Le 5 mars, la Commission de gouvernement pour les travailleurs s'étant réunie, je lui rappelai que notre tâche consistait, non-seulement à préparer, touchant la question du travail, des projets de loi destinés à recevoir la sanction de l'Assemblée nationale, mais aussi à prendre toutes les mesures d'urgence propres à apporter quelque soulagement aux souffrances du Peuple. En conséquence, je soumis à mes collaborateurs la proposition suivante, qui me semblait de nature à produire beaucoup de bien sans mélange d'inconvénients : Dans chacun des quartiers les plus populeux de Paris, on aurait formé un établissement modèle assez considérable pour loger environ quatre cents familles d'ouvriers, dont chacune aurait eu son appartement séparé, et auxquelles le système de la consommation sur une grande échelle aurait assuré, en matière de nourriture, de loyer, de chauffage, d'éclairage, le bénéfice des économies qui résultent de l'association : bénéfice équivalent à une augmentation de salaire. Dans ces établissements, il y aurait eu une salle de lecture, une salle-pour les enfants en nourrice, une école, un jardin, une cour, des bains. D'après les devis qui me furent présentés par deux habiles architectes, MM. Nott et Daiy, chaque établissement eût coûté à peu près un million. Pour couvrir cette dépense, le gouvernement aurait ouvert un emprunt ; des femmes se seraient mises en quête de souscriptions, et tous les rangs de la société eussent été appelés à fournir des agents pour le succès d'une négociation financière d'un caractère si nouveau et dune portée si bienfaisante.

Considéré en soi, le projet n'avait certes rien d'impraticable, et il avait été réalisé en d'autres pays. Néanmoins, des objections furent faites ; et, par exemple, on prétendit que les avantages mêmes attachés à ces sortes d'établissements donneraient lieu à des demandes trop* nombreuses pour qu'on pût les admettre toutes : à quoi il fut répondu que la préférence serait accordée aux personnes mariées sur les célibataires, et, parmi les premières, à celles qui seraient le plus chargées de famille. Ceci comme, moyen de parer à la difficulté, dans les commencements : car il était bien compris que le projet à débattre n'était que l'inauguration d'un système destiné à s'étendre peu à peu et à se généraliser, en raison de son excellence pratiquement démontrée.
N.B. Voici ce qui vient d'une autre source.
//! End-to-end properties of the Selective-Repeat core.
//!
//! The first group drives a sender and a receiver by hand through an
//! [`Outbox`] to pin down exact protocol behaviour.  The second group runs the
//! discrete-event emulator with fixed seeds over perfect and hostile channels.

use sr_arq::host::{Action, Outbox};
use sr_arq::packet::{Message, Packet, Payload};
use sr_arq::simulator::{Simulation, SimulatorConfig};
use sr_arq::{ArqConfig, ConfigError, SrReceiver, SrSender};

fn config(window: usize, seq_space: usize) -> ArqConfig {
    ArqConfig::new(window, seq_space, 16.0).expect("valid config")
}

fn letters(n: usize) -> Vec<Payload> {
    (0..n).map(|k| Message::letter(k).data).collect()
}

fn seqs(packets: &[Packet]) -> Vec<i32> {
    packets.iter().map(|p| p.seqnum).collect()
}

// ---------------------------------------------------------------------------
// Scripted scenarios
// ---------------------------------------------------------------------------

#[test]
fn timeout_retransmits_only_missing_packets() {
    let mut sender = SrSender::new(config(4, 10));
    let mut out = Outbox::new();
    for k in 0..4 {
        sender.output(Message::letter(k), &mut out);
    }
    assert_eq!(seqs(&out.sent()), vec![0, 1, 2, 3]);
    out.drain();

    sender.input(&Packet::ack(1), &mut out);
    sender.timer_interrupt(&mut out);

    assert_eq!(seqs(&out.sent()), vec![0, 2, 3]);
    assert!(sender.timer_running());
}

#[test]
fn window_base_wraps_without_aliasing() {
    let mut sender = SrSender::new(config(4, 10));
    let mut out = Outbox::new();

    // two full trips around the ring up to sequence number 8
    for k in 0..18 {
        sender.output(Message::letter(k), &mut out);
        let seq = out.sent().last().expect("packet sent").seqnum;
        sender.input(&Packet::ack(seq), &mut out);
    }
    assert_eq!(sender.base(), 8);
    out.drain();

    for k in 18..22 {
        sender.output(Message::letter(k), &mut out);
    }
    assert_eq!(seqs(&out.sent()), vec![8, 9, 0, 1]);
    for seq in [8, 9, 0, 1] {
        sender.input(&Packet::ack(seq), &mut out);
    }
    assert_eq!(sender.base(), 2);
    assert!(sender.is_idle());
    assert!(!sender.timer_running());

    // slot 2 was used twice before; a stale ACK for it must not count now
    out.drain();
    sender.input(&Packet::ack(2), &mut out);
    assert!(out.is_empty());
    assert_eq!(sender.base(), 2);
}

#[test]
fn reordered_arrivals_are_buffered_then_delivered() {
    let mut receiver = SrReceiver::new(config(4, 10));
    let mut out = Outbox::new();
    let data = |seq: i32| Packet::data(seq, Message::letter(seq as usize).data);

    receiver.input(&data(2), &mut out);
    assert_eq!(out.sent(), vec![Packet::ack(2)]);
    assert!(out.delivered().is_empty());
    out.drain();

    receiver.input(&data(0), &mut out);
    assert_eq!(out.sent(), vec![Packet::ack(0)]);
    assert_eq!(out.delivered(), letters(1));
    out.drain();

    receiver.input(&data(1), &mut out);
    assert_eq!(out.sent(), vec![Packet::ack(1)]);
    assert_eq!(out.delivered(), letters(3)[1..].to_vec());
    assert_eq!(receiver.expected(), 3);
}

#[test]
fn stale_duplicate_is_reacknowledged() {
    let mut receiver = SrReceiver::new(config(4, 10));
    let mut out = Outbox::new();
    for seq in 0..5 {
        receiver.input(&Packet::data(seq, Message::letter(seq as usize).data), &mut out);
    }
    assert_eq!(receiver.expected(), 5);
    let before = receiver.stats().packets_delivered;
    out.drain();

    receiver.input(&Packet::data(3, Message::letter(3).data), &mut out);
    assert_eq!(out.actions(), &[Action::Send(Packet::ack(3))]);
    assert_eq!(receiver.expected(), 5);
    assert_eq!(receiver.stats().packets_delivered, before);
}

#[test]
fn duplicate_arrivals_deliver_once() {
    let mut receiver = SrReceiver::new(config(4, 10));
    let mut out = Outbox::new();
    let pkt = Packet::data(0, Message::letter(0).data);
    for _ in 0..3 {
        receiver.input(&pkt, &mut out);
    }
    assert_eq!(out.delivered(), letters(1));
    assert_eq!(out.sent(), vec![Packet::ack(0); 3]);
}

#[test]
fn lost_ack_is_recovered_by_reack() {
    let cfg = config(4, 10);
    let mut sender = SrSender::new(cfg);
    let mut receiver = SrReceiver::new(cfg);
    let mut a = Outbox::new();
    let mut b = Outbox::new();

    sender.output(Message::letter(0), &mut a);
    let pkt = a.sent()[0];
    a.drain();

    // ACK from the first delivery is lost
    receiver.input(&pkt, &mut b);
    b.drain();

    sender.timer_interrupt(&mut a);
    let resent = a.sent()[0];
    receiver.input(&resent, &mut b);
    let ack = b.sent()[0];
    assert!(b.delivered().is_empty(), "payload must not be delivered twice");

    sender.input(&ack, &mut a);
    assert!(sender.is_idle());
}

#[test]
fn unsafe_sequence_space_is_rejected() {
    for (window, seq_space) in [(6, 7), (6, 10), (4, 7)] {
        assert!(matches!(
            ArqConfig::new(window, seq_space, 16.0),
            Err(ConfigError::SeqSpaceTooSmall { .. })
        ));
    }
}

// ---------------------------------------------------------------------------
// Emulated runs
// ---------------------------------------------------------------------------

#[test]
fn perfect_channel_delivers_in_order() {
    let report = Simulation::new(
        config(6, 12),
        SimulatorConfig {
            messages: 50,
            ..Default::default()
        },
    )
    .unwrap()
    .run();

    assert!(report.completed);
    assert_eq!(report.delivered, letters(50));
    assert_eq!(report.sender.packets_resent, 0);
    assert_eq!(report.receiver.duplicates, 0);
}

#[test]
fn hostile_channel_still_delivers_exactly_once_in_order() {
    for (window, seq_space) in [(6, 12), (4, 10), (1, 2)] {
        for seed in 1..=5 {
            let report = Simulation::new(
                config(window, seq_space),
                SimulatorConfig {
                    messages: 60,
                    loss_prob: 0.2,
                    corrupt_prob: 0.2,
                    seed,
                    ..Default::default()
                },
            )
            .unwrap()
            .run();

            assert!(report.completed, "window={window} seed={seed} did not finish");
            assert_eq!(
                report.delivered,
                letters(60),
                "window={window} seed={seed} delivered the wrong stream"
            );
            assert!(report.network.lost > 0);
            assert!(report.network.corrupted > 0);
        }
    }
}

#[test]
fn windows_stay_bounded_at_every_step() {
    let cfg = config(4, 10);
    let mut sim = Simulation::new(
        cfg,
        SimulatorConfig {
            messages: 80,
            loss_prob: 0.3,
            corrupt_prob: 0.1,
            mean_interarrival: 2.0,
            seed: 7,
            ..Default::default()
        },
    )
    .unwrap();

    while sim.step() {
        assert!(sim.sender().in_flight() <= cfg.window_size());
        assert!(sim.sender().unacked() <= cfg.window_size());
        assert!(sim.receiver().buffered() <= cfg.window_size());
        assert_eq!(sim.sender().timer_running(), sim.sender().unacked() > 0);
    }
    assert_eq!(sim.delivered(), letters(80).as_slice());
}

#[test]
fn bursty_application_fills_backlog_without_loss() {
    let report = Simulation::new(
        config(2, 4),
        SimulatorConfig {
            messages: 40,
            mean_interarrival: 0.5,
            seed: 3,
            ..Default::default()
        },
    )
    .unwrap()
    .run();

    assert!(report.sender.window_full > 0, "burst should overrun the window");
    assert_eq!(report.delivered, letters(40));
}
La question fût examinée sous toutes ses faces, avec beaucoup de sagacité et de talent, par MM. Vidal, Dupoty, Dussard, Duveyrier et Malarmet, ce dernier, ouvrier en bronze, homme d'une haute intelligence, et très-versé dans la connaissance du sujet. La conclusion fut qu'un résumé serait fait des vues qui avaient obtenu l'assentiment de la majorité dé la Commission, et que le tout serait soumis à l'approbation du Gouvernement provisoire. Ce projet, si important au bien-être de la classe ouvrière à Paris, est un de ceux qui auraient pu être sur-le-champ mis à exécution, si le ministère spécial dont j'avais demandé la création eût été institué. Malheureusement, dans l'état où étaient les choses, je ne pus que présenter la proposition ; et la succession rapide des événements ayant bientôt changé la face de la situation, cette proposition fut écartée, comme tant d'autres !...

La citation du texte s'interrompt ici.